### Assignment
Filter the material below down to the lines containing the word "contains".

### The input
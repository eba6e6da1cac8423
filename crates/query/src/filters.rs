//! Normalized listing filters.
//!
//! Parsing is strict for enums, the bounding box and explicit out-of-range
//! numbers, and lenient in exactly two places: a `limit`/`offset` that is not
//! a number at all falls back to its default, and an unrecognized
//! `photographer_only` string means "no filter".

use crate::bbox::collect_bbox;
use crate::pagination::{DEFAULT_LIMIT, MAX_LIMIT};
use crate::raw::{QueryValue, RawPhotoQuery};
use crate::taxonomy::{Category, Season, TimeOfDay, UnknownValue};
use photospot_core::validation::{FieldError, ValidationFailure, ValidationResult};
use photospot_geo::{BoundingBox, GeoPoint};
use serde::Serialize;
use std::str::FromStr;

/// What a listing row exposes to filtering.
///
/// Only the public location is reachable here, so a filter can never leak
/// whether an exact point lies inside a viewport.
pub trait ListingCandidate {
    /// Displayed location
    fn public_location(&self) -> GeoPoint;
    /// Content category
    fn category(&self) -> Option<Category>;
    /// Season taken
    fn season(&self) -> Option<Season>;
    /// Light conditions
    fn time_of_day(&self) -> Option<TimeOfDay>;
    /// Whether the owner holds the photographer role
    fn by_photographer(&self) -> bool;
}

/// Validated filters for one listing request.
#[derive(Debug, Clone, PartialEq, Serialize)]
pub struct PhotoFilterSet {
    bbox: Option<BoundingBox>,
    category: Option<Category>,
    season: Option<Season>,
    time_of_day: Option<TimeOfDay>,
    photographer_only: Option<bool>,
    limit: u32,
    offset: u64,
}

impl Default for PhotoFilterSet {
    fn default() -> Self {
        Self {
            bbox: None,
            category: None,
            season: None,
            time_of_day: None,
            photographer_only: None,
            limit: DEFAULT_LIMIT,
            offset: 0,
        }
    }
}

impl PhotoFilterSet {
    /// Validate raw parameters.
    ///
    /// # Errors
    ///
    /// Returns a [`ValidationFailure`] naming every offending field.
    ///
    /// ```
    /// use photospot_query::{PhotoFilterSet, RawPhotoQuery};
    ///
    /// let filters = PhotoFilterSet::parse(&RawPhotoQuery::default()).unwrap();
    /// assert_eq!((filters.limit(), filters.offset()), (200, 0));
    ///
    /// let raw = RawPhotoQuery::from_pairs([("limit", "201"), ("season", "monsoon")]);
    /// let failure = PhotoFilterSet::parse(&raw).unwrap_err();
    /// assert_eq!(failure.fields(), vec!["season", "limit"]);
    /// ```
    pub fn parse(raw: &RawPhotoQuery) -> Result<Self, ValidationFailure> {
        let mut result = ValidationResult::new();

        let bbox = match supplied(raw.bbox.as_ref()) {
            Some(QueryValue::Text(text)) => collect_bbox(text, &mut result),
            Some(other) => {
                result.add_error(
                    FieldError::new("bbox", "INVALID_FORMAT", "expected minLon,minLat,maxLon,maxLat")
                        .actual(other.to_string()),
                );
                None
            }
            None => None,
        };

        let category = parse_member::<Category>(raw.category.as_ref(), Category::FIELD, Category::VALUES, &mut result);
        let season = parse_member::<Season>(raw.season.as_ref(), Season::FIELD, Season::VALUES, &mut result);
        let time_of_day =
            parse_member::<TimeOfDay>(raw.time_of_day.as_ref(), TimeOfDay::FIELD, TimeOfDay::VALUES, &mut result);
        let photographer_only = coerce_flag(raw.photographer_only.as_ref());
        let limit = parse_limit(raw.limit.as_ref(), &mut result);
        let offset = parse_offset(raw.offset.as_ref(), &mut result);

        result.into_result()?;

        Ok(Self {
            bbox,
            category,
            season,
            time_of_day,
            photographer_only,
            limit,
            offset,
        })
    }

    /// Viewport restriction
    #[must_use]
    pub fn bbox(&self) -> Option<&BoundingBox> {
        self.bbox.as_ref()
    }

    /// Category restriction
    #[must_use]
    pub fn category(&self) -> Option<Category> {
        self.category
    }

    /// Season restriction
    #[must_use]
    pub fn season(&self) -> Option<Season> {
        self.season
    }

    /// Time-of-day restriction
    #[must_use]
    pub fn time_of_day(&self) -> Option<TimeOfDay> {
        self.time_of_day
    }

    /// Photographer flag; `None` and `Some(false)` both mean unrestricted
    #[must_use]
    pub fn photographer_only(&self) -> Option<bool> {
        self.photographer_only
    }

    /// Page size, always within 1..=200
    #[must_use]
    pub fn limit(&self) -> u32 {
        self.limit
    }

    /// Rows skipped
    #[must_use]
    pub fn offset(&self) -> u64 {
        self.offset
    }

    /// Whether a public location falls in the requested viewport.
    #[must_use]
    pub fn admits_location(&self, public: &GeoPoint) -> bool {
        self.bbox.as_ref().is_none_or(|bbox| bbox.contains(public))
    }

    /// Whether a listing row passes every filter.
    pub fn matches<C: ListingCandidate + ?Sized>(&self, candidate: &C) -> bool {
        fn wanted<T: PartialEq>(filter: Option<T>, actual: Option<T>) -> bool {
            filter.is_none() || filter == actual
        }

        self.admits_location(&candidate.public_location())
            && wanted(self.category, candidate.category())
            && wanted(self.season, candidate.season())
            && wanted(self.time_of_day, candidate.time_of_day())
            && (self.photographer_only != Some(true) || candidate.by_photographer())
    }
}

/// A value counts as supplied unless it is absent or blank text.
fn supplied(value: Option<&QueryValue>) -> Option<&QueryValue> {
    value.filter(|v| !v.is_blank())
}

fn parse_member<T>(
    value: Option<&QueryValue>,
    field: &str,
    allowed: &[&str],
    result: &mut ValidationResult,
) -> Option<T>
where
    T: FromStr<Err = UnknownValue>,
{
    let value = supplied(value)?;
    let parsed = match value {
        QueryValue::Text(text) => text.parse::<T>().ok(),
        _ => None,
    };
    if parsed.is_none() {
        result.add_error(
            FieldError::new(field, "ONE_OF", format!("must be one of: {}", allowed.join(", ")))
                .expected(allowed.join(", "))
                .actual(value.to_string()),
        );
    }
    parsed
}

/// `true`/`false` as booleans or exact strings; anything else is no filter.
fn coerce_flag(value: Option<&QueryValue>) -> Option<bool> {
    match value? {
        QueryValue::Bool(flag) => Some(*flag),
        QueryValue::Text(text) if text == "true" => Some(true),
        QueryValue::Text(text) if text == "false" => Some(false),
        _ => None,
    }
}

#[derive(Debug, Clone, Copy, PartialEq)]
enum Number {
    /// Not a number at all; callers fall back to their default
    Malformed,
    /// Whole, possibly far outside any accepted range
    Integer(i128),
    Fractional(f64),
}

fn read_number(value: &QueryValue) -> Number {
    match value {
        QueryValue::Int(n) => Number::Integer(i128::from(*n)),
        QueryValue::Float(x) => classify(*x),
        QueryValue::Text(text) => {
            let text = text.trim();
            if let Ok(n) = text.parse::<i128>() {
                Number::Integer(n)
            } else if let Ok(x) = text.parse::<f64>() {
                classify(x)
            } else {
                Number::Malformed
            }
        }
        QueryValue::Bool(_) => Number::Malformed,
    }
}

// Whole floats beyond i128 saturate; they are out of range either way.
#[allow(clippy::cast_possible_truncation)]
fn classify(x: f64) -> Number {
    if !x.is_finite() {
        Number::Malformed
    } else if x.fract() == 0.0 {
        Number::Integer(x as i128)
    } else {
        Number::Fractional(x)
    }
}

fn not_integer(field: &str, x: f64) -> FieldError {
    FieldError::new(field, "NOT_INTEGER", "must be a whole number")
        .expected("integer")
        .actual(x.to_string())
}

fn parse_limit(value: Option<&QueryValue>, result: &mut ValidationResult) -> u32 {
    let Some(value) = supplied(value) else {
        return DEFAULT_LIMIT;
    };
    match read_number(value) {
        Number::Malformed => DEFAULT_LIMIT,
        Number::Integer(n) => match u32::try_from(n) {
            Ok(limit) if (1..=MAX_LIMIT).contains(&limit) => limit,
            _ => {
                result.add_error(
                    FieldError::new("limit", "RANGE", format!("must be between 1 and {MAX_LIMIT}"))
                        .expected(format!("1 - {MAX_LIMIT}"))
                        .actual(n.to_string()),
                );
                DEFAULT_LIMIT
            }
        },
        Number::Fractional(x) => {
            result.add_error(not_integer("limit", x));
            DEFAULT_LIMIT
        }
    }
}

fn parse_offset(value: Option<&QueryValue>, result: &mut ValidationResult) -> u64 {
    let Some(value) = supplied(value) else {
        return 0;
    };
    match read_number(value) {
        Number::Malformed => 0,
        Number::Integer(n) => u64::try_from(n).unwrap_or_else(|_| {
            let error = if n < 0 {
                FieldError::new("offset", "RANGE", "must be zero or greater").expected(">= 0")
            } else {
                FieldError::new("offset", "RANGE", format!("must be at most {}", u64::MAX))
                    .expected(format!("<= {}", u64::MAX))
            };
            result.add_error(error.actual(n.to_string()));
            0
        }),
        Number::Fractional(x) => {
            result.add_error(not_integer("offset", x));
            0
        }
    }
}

### Task solution
        self.bbox.as_ref().is_none_or(|bbox| bbox.contains(public))
            Ok(limit) if (1..=MAX_LIMIT).contains(&limit) => limit,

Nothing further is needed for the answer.